System Processes Help

This page describes how the system processes work within FreeBMD. System processes are those processes that provide the means to handle the more complex aspects of data handling with the FreeBMD database. Some aspects of these processes are only available to users with enhanced privilege.

System Entries

What are System Entries?

System entries are entries in the database that do not correspond to an entry in the GRO index but which have been specifically inserted into the database to correct an error that is presumed to exist in the GRO index. For example, where information from a certificate indicates that the entry in the index is incorrect a system entry can be inserted to provide the correct information. Whilst this can sometimes be handled by a postem, where the error would make the entry unsearchable, e.g. the spelling of a name is wrong, a system entry needs to be created.

How do System Entries work?

A system entry in the database has a flag set. In the results listing it has a special marker to indicate that it has a special status. If the Information

for such an entry is clicked an explanation is given of the special status of the entry. If a system entry has a link associated with it, pointing to the entry that is corrected, then the information will include a reference to the corrected entry.

Where a link exists, then the entry referred to will have a special marker in the search results and the information displayed will contain information about the system entry, including a clickable link that will perform a search to locate the system entry.

How are System Entries created?

System entries are those entries that exist under special user accounts that have a type of SystemEntry. Note that the type of a user account is different from the role of a user account. The type defines how entries under that user account are handled, where as the role indicates the privileges that the account has.

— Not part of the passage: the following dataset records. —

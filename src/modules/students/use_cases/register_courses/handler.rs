use crate::modules::catalog::core::ports::CourseCatalog;
use crate::modules::students::adapters::outbound::intent_outbox::dispatch_committed_intents;
use crate::modules::students::adapters::outbound::student_stream::{LoadedStudent, load_student};
use crate::modules::students::core::decision::{DecideError, Decision};
use crate::modules::students::core::events::StudentEvent;
use crate::modules::students::core::evolve::evolve;
use crate::modules::students::core::registration::{UnknownCoursePolicy, index_by_code};
use crate::modules::students::use_cases::get_student::view::StudentView;
use crate::modules::students::use_cases::register_courses::command::RegisterCourses;
use crate::modules::students::use_cases::register_courses::decide::decide_register_courses;
use crate::shared::application_error::ApplicationError;
use crate::shared::infrastructure::event_store::{EventStore, EventStoreError};
use crate::shared::infrastructure::intent_outbox::DomainOutbox;
use std::sync::Arc;

pub struct RegisterCoursesHandler<TEventStore, TOutbox, TCatalog>
where
    TEventStore: EventStore<StudentEvent> + Send + Sync + 'static,
    TOutbox: DomainOutbox + Send + Sync + 'static,
    TCatalog: CourseCatalog + 'static,
{
    topic: String,
    event_store: Arc<TEventStore>,
    outbox: Arc<TOutbox>,
    catalog: Arc<TCatalog>,
    policy: UnknownCoursePolicy,
    max_conflict_retries: u32,
}

impl<TEventStore, TOutbox, TCatalog> RegisterCoursesHandler<TEventStore, TOutbox, TCatalog>
where
    TEventStore: EventStore<StudentEvent> + Send + Sync + 'static,
    TOutbox: DomainOutbox + Send + Sync + 'static,
    TCatalog: CourseCatalog + 'static,
{
    pub fn new(
        topic: impl Into<String>,
        event_store: Arc<TEventStore>,
        outbox: Arc<TOutbox>,
        catalog: Arc<TCatalog>,
    ) -> Self {
        Self {
            topic: topic.into(),
            event_store,
            outbox,
            catalog,
            policy: UnknownCoursePolicy::default(),
            max_conflict_retries: 0,
        }
    }

    pub fn with_policy(mut self, policy: UnknownCoursePolicy) -> Self {
        self.policy = policy;
        self
    }

    pub fn with_max_conflict_retries(mut self, retries: u32) -> Self {
        self.max_conflict_retries = retries;
        self
    }

    /// Load, merge, validate and conditionally append. A version conflict
    /// reruns the whole cycle against the fresh stream until retries run out.
    pub async fn handle(&self, command: RegisterCourses) -> Result<StudentView, ApplicationError> {
        let mut attempt = 0;
        loop {
            attempt += 1;
            let loaded = load_student(&*self.event_store, &command.reg_number).await?;
            match self.attempt(loaded, command.clone()).await {
                Err(ApplicationError::EventStore(EventStoreError::VersionMismatch {
                    expected,
                    actual,
                })) => {
                    if attempt > self.max_conflict_retries {
                        tracing::warn!(
                            reg_number = %command.reg_number,
                            attempts = attempt,
                            "course registration gave up after version conflicts"
                        );
                        return Err(ApplicationError::RetriesExhausted { attempts: attempt });
                    }
                    tracing::debug!(
                        reg_number = %command.reg_number,
                        expected,
                        actual,
                        attempt,
                        "course registration conflicted, retrying"
                    );
                }
                outcome => return outcome,
            }
        }
    }

    async fn attempt(
        &self,
        loaded: LoadedStudent,
        command: RegisterCourses,
    ) -> Result<StudentView, ApplicationError> {
        let Some(student) = loaded.state.student() else {
            return Err(DecideError::StudentNotFound.into());
        };
        let mut codes: Vec<String> = student.registered_courses.iter().cloned().collect();
        codes.extend(command.courses.iter().cloned());
        let lookup = index_by_code(self.catalog.find(&codes).await?);

        match decide_register_courses(&loaded.state, command, &lookup, self.policy) {
            Decision::Accepted { events, intents } => {
                if events.is_empty() {
                    return Ok(StudentView::from(student));
                }
                self.event_store
                    .append(&loaded.stream_id, loaded.version, &events)
                    .await?;
                dispatch_committed_intents(
                    &*self.outbox,
                    &loaded.stream_id,
                    loaded.version,
                    &self.topic,
                    intents,
                )
                .await;
                tracing::info!(stream_id = %loaded.stream_id, "courses registered");

                let state = events.into_iter().fold(loaded.state, evolve);
                state
                    .student()
                    .map(StudentView::from)
                    .ok_or_else(|| {
                        ApplicationError::Unexpected("student vanished after registration".into())
                    })
            }
            Decision::Rejected { reason } => Err(ApplicationError::Domain(reason)),
        }
    }
}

All entries in all files under a user account of type SystemEntry are system entries. There is no facility to opt out. In order to create the link mentioned above a special #THEORY line is used. Should these special #THEORY lines occur in ordinary user accounts they are treated as ordinary #THEORY lines. The format of these special #THEORY lines is as follows:

#THEORY,LINK comment,year,quarter,event,record

Where

`comment`	is an optional comment that will be included in the information about the system entry and the entry the link refers to
`year,quarter,event`	defines the year, quarter and event of the entry being referred to - quarter and event can be alphabetic or numeric
`record`	is the entry being referred to - this must contain all the fields, in the correct order, for the year, quarter and event for the entry being referred to (which may be different from the system entry)

It is expected that files containing System Entries will be ONENAME files, although they could be RANDOM. They must not be SEQUENCED. The use of ONENAME files means that where there is a block of System Entries the order will be preserved. +BREAK should be used as appropriate, i.e. if there are contiguous entries in the file for the same surname, but these are not contiguous in the index.

It is possible to have multiple links for a single System Entry. Just list the #THEORY,LINK lines after the System Entry.

More than one link may refer to the same entry and thus there would be more than one System Entry that is associated with the entry. This could occur if the correction was not certain and there were two or more possible corrections that should be shown.

System Entry special facilities

When editing or loading entries using FileManagement under a user account with the type SystemEntry a special facility is available to help with the creation of the #THEORY,LINK lines as described below.

In FileManagement:

Open the file to contain the system entries using View/Edit
Insert a +U line to define the year and quarter of the entries (the +INFO line of the file determines the type)
Insert the entries that are to become the system entries (e.g. paste them from another file)
If the surname of the system entries is different from the entries inserted (a common case) entre the revised surname in the Surname box
Select the entries
Click on the Insert button

This will cause #THEORY,LINK lines to be added after each entry. If a surname was entered in the Surname box the surname of the original entry (not the link) will be changed to this surname.

The #THEORY,LINK lines can now be edited, for example to add a comment or to change the year and quarter.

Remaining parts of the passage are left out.